Not everyone had been pleased with Custer's rapid rise in rank and national fame. Bugler Joe Fought noted that “all the other officers were exceedingly jealous of [Custer].”
2
Libbie wrote that the “usual swarm of enemies presented him with maligning and falsehoods, and there were deprecations of his ability.” Such jealousies and rivalries were common during the war, and the young, dashing Custer was a special target for envy.

Kilpatrick was particularly displeased with the notoriety and success of his young brigade commander. In battle after battle, Custer was heralded as a hero while Kilpatrick bore the criticism, justly or not. An August 1863 newspaper profile of Custer gave a slap to Kilpatrick, saying, “a Cavalry Division General rarely charges. It would interfere with his duty. He sits either on his horse or a fence, smokes and claps his hands when a thing is handsomely done.” The paper noted that elevating Kilpatrick to division command “has taken an electric leader of a charge from the service. It cannot also afford to lose Custer.”
3
From Gettysburg through the Buckland Races, it seemed that Custer could do no wrong, and Kilpatrick was tinged with failure.

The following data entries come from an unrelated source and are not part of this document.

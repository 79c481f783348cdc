//! Row scanning capabilities consumed by the facades.
//!
//! The facades never look inside a row. They hand each row to a caller-supplied
//! destination through one of two narrow traits:
//! - [`ScanOne`]: consume exactly one row (used by `fetch_one`)
//! - [`ScanMany`]: consume one row and append it, called repeatedly (used by `fetch_many`)
//!
//! Both are generic over the driver's row type. Ready-made destinations:
//! - `Option<T>` is a [`ScanOne`] and `Vec<T>` a [`ScanMany`] for any `T: FromRow<R>`
//! - [`scan_fn`] turns a closure into both
//!
//! # Example
//!
//! ```ignore
//! use sqlhook::{BoxError, FromRow, RowExt};
//!
//! struct User {
//!     id: i64,
//!     username: String,
//! }
//!
//! impl FromRow<tokio_postgres::Row> for User {
//!     fn from_row(row: &tokio_postgres::Row) -> Result<Self, BoxError> {
//!         Ok(Self {
//!             id: row.try_get_column("id")?,
//!             username: row.try_get_column("username")?,
//!         })
//!     }
//! }
//!
//! let mut users: Vec<User> = Vec::new();
//! db.fetch_many(&ctx, &mut users, "SELECT id, username FROM users", &[]).await?;
//! ```

use crate::error::BoxError;
use thiserror::Error;
use tokio_postgres::Row;

/// Consume exactly one row into a destination.
pub trait ScanOne<R> {
    /// Scan the row. An error becomes the operation's `DbError::Scan`.
    fn scan_row(&mut self, row: &R) -> Result<(), BoxError>;
}

/// Consume one row into an accumulating destination. Called once per row, in order.
pub trait ScanMany<R> {
    /// Scan the row and append it. An error stops the fetch.
    fn scan_append_row(&mut self, row: &R) -> Result<(), BoxError>;
}

/// Trait for converting a database row into a Rust value.
pub trait FromRow<R>: Sized {
    /// Convert a database row into Self
    fn from_row(row: &R) -> Result<Self, BoxError>;
}

impl<R, T: FromRow<R>> ScanOne<R> for Option<T> {
    fn scan_row(&mut self, row: &R) -> Result<(), BoxError> {
        *self = Some(T::from_row(row)?);
        Ok(())
    }
}

impl<R, T: FromRow<R>> ScanMany<R> for Vec<T> {
    fn scan_append_row(&mut self, row: &R) -> Result<(), BoxError> {
        self.push(T::from_row(row)?);
        Ok(())
    }
}

impl<R, S: ScanOne<R> + ?Sized> ScanOne<R> for &mut S {
    fn scan_row(&mut self, row: &R) -> Result<(), BoxError> {
        (**self).scan_row(row)
    }
}

impl<R, S: ScanMany<R> + ?Sized> ScanMany<R> for &mut S {
    fn scan_append_row(&mut self, row: &R) -> Result<(), BoxError> {
        (**self).scan_append_row(row)
    }
}

/// A scanner backed by a closure. See [`scan_fn`].
#[derive(Debug, Clone)]
pub struct ScanFn<F>(pub F);

/// Adapt a closure into a [`ScanOne`] and [`ScanMany`] destination.
///
/// ```ignore
/// let mut total = 0_i64;
/// db.fetch_many(&ctx, &mut scan_fn(|row: &Row| {
///     total += row.try_get::<_, i64>("amount")?;
///     Ok(())
/// }), "SELECT amount FROM payments", &[]).await?;
/// ```
pub fn scan_fn<R, F>(f: F) -> ScanFn<F>
where
    F: FnMut(&R) -> Result<(), BoxError>,
{
    ScanFn(f)
}

impl<R, F> ScanOne<R> for ScanFn<F>
where
    F: FnMut(&R) -> Result<(), BoxError>,
{
    fn scan_row(&mut self, row: &R) -> Result<(), BoxError> {
        (self.0)(row)
    }
}

impl<R, F> ScanMany<R> for ScanFn<F>
where
    F: FnMut(&R) -> Result<(), BoxError>,
{
    fn scan_append_row(&mut self, row: &R) -> Result<(), BoxError> {
        (self.0)(row)
    }
}

/// A column could not be decoded from a PostgreSQL row.
#[derive(Debug, Error)]
#[error("Decode error on column '{column}': {source}")]
pub struct ColumnDecodeError {
    /// The column name.
    pub column: String,
    /// The driver's decode error.
    #[source]
    pub source: tokio_postgres::Error,
}

/// Extension trait for Row to provide typed access
pub trait RowExt {
    /// Try to get a column value, naming the column on failure
    fn try_get_column<T>(&self, column: &str) -> Result<T, ColumnDecodeError>
    where
        T: for<'a> tokio_postgres::types::FromSql<'a>;
}

impl RowExt for Row {
    fn try_get_column<T>(&self, column: &str) -> Result<T, ColumnDecodeError>
    where
        T: for<'a> tokio_postgres::types::FromSql<'a>,
    {
        self.try_get(column).map_err(|source| ColumnDecodeError {
            column: column.to_string(),
            source,
        })
    }
}
//! Caller context: cancellation, deadlines and annotations for a call.
//!
//! Every facade operation takes a [`Context`]. The operation aborts promptly when the
//! context is cancelled or its deadline passes, and the same context is handed to every
//! hook so observers can read the caller's tag and fields.
//!
//! # Example
//!
//! ```ignore
//! use sqlhook::Context;
//! use std::time::Duration;
//!
//! let (ctx, cancel) = Context::background()
//!     .with_timeout(Duration::from_secs(5))
//!     .with_tag("load-user")
//!     .with_cancel();
//!
//! // From another task: cancel.cancel();
//! db.fetch_one(&ctx, &mut user, "SELECT * FROM users WHERE id = $1", &[&id]).await?;
//! ```

use crate::error::{DbError, DbResult};
use std::collections::BTreeMap;
use std::future::Future;
use std::sync::Arc;
use std::time::Duration;
use tokio::sync::watch;
use tokio::time::Instant;

/// Per-call context carrying cancellation, an optional deadline, and annotations.
#[derive(Debug, Clone, Default)]
pub struct Context {
    deadline: Option<Instant>,
    cancel: Vec<watch::Receiver<bool>>,
    tag: Option<String>,
    fields: BTreeMap<String, String>,
}

/// Cancels every [`Context`] derived from the one it was created with.
#[derive(Debug, Clone)]
pub struct CancelHandle {
    tx: Arc<watch::Sender<bool>>,
}

impl CancelHandle {
    /// Signal cancellation. Idempotent.
    pub fn cancel(&self) {
        self.tx.send_replace(true);
    }

    /// Whether cancellation has been signalled.
    pub fn is_cancelled(&self) -> bool {
        *self.tx.borrow()
    }
}

impl Context {
    /// A context with no deadline, no cancellation and no annotations.
    pub fn background() -> Self {
        Self::default()
    }

    /// Bound the context by a timeout from now.
    ///
    /// An existing earlier deadline is kept.
    pub fn with_timeout(self, timeout: Duration) -> Self {
        self.with_deadline(Instant::now() + timeout)
    }

    /// Bound the context by an absolute deadline.
    ///
    /// An existing earlier deadline is kept.
    pub fn with_deadline(mut self, deadline: Instant) -> Self {
        self.deadline = Some(match self.deadline {
            Some(existing) if existing < deadline => existing,
            _ => deadline,
        });
        self
    }

    /// Derive a cancellable context.
    ///
    /// Cancelling the returned handle cancels this context and all of its clones. A
    /// context that was already cancellable stays cancelled by its original handle too.
    pub fn with_cancel(mut self) -> (Self, CancelHandle) {
        let (tx, rx) = watch::channel(false);
        self.cancel.push(rx);
        (self, CancelHandle { tx: Arc::new(tx) })
    }

    /// Attach a tag identifying the call site (e.g. `"load-user"`).
    pub fn with_tag(mut self, tag: impl Into<String>) -> Self {
        self.tag = Some(tag.into());
        self
    }

    /// Attach a low-cardinality structured field for hooks.
    pub fn with_field(mut self, key: impl Into<String>, value: impl Into<String>) -> Self {
        self.fields.insert(key.into(), value.into());
        self
    }

    /// The deadline, if any.
    pub fn deadline(&self) -> Option<Instant> {
        self.deadline
    }

    /// The tag, if any.
    pub fn tag(&self) -> Option<&str> {
        self.tag.as_deref()
    }

    /// All structured fields.
    pub fn fields(&self) -> &BTreeMap<String, String> {
        &self.fields
    }

    /// A single structured field.
    pub fn field(&self, key: &str) -> Option<&str> {
        self.fields.get(key).map(String::as_str)
    }

    /// Whether cancellation was signalled.
    pub fn is_cancelled(&self) -> bool {
        self.cancel.iter().any(|rx| *rx.borrow())
    }

    /// The interruption error if the context is already done, `None` otherwise.
    pub fn err(&self) -> Option<DbError> {
        if self.is_cancelled() {
            Some(DbError::Cancelled)
        } else if self.deadline.is_some_and(|d| d <= Instant::now()) {
            Some(DbError::DeadlineExceeded)
        } else {
            None
        }
    }

    /// Resolves once the context is cancelled or its deadline passes.
    pub async fn done(&self) -> DbError {
        let cancelled = async {
            let mut waits: Vec<_> = self
                .cancel
                .iter()
                .cloned()
                .map(|mut rx| Box::pin(async move { rx.wait_for(|c| *c).await.is_ok() }))
                .collect();
            while !waits.is_empty() {
                let (fired, _, rest) = futures_util::future::select_all(waits).await;
                if fired {
                    return;
                }
                // That handle was dropped without cancelling.
                waits = rest;
            }
            std::future::pending::<()>().await
        };
        let expired = async {
            match self.deadline {
                Some(deadline) => tokio::time::sleep_until(deadline).await,
                None => std::future::pending::<()>().await,
            }
        };

        tokio::select! {
            biased;
            _ = cancelled => DbError::Cancelled,
            _ = expired => DbError::DeadlineExceeded,
        }
    }

    /// Run `future` bounded by this context and an optional extra timeout.
    pub(crate) async fn run<T, F>(&self, timeout: Option<Duration>, future: F) -> DbResult<T>
    where
        F: Future<Output = DbResult<T>>,
    {
        if let Some(err) = self.err() {
            return Err(err);
        }

        let limit = async {
            match timeout {
                Some(timeout) => {
                    tokio::time::sleep(timeout).await;
                    DbError::Timeout(timeout)
                }
                None => std::future::pending().await,
            }
        };

        tokio::pin!(future);
        tokio::select! {
            biased;
            err = self.done() => Err(err),
            err = limit => Err(err),
            result = &mut future => result,
        }
    }
}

Kilpatrick was brave, and he behaved daringly in cavalry raids during the early years of the war, though usually at high cost to his commands. While bold, he had not shone as a division commander. He achieved high rank less through battlefield achievements than through ruthless self-promotion driven by his boundless ambition. Kilpatrick planned to make a career in politics after the war, and he thought that fame derived from battle might take him all the way to the White House.

Unlike Custer, however, who had ample natural charisma, Kilpatrick was not a charmer. He had an intense, angular face framed by scraggly facial hair, which grew oddly from his jawline. A fellow officer described him as a “wiry, restless, undersized man with black eyes [and] a lantern jaw.”
4
Theodore Lyman said he was a “frothy braggart without brains” and that “it is hard to look at [Kilpatrick] without laughing.”
5

Kilpatrick also got into more trouble than Custer. He was a hard drinker and was detained for slandering government officials while on a bender in Washington. He was also suspected (though not convicted) of taking kickbacks from horse brokers providing mounts for his command.

Kilpatrick had married his West Point sweetheart, Alice Nailer, the day he graduated, and they had a son together. But he kept company with loose women during the war, which did not help his reputation.
Kilpatrick and Custer may have competed for the affections of an attractive young nurse from Cambridge named Anna Elinor “Emma” Jones, who was, in her own words, “a companion to the various commanding officers . . . a private friend or companion.” She had appeared one day in the spring of 1863 at the headquarters of cavalry division commander Major General Julius Stahel, “ingratiated herself into the favor of the General,” by one report, “and received an honorary appointment as a member of his staff. Anna rejoiced in the soubriquet of ‘Major,' and as ‘Major Jones' became an institution in the army.” She became Stahel's constant companion and “thus lived and flourished. Every one knew Major Jones; officers would doff their hats, and privates would stand at full ‘present,' as she rode by in military feminine dignity.” When Stahel was relieved in June 1863, “Annie joined her fortunes with the young and gallant Custer, with whom she remained, retaining her rank and title.” But Kilpatrick became jealous of her attentions to George and accused her of being a rebel spy. “Her whole object and purpose of being with the army seemed to be to distinguish herself by some deed of daring,” Custer wrote. “In this respect alone she seemed to be insane.”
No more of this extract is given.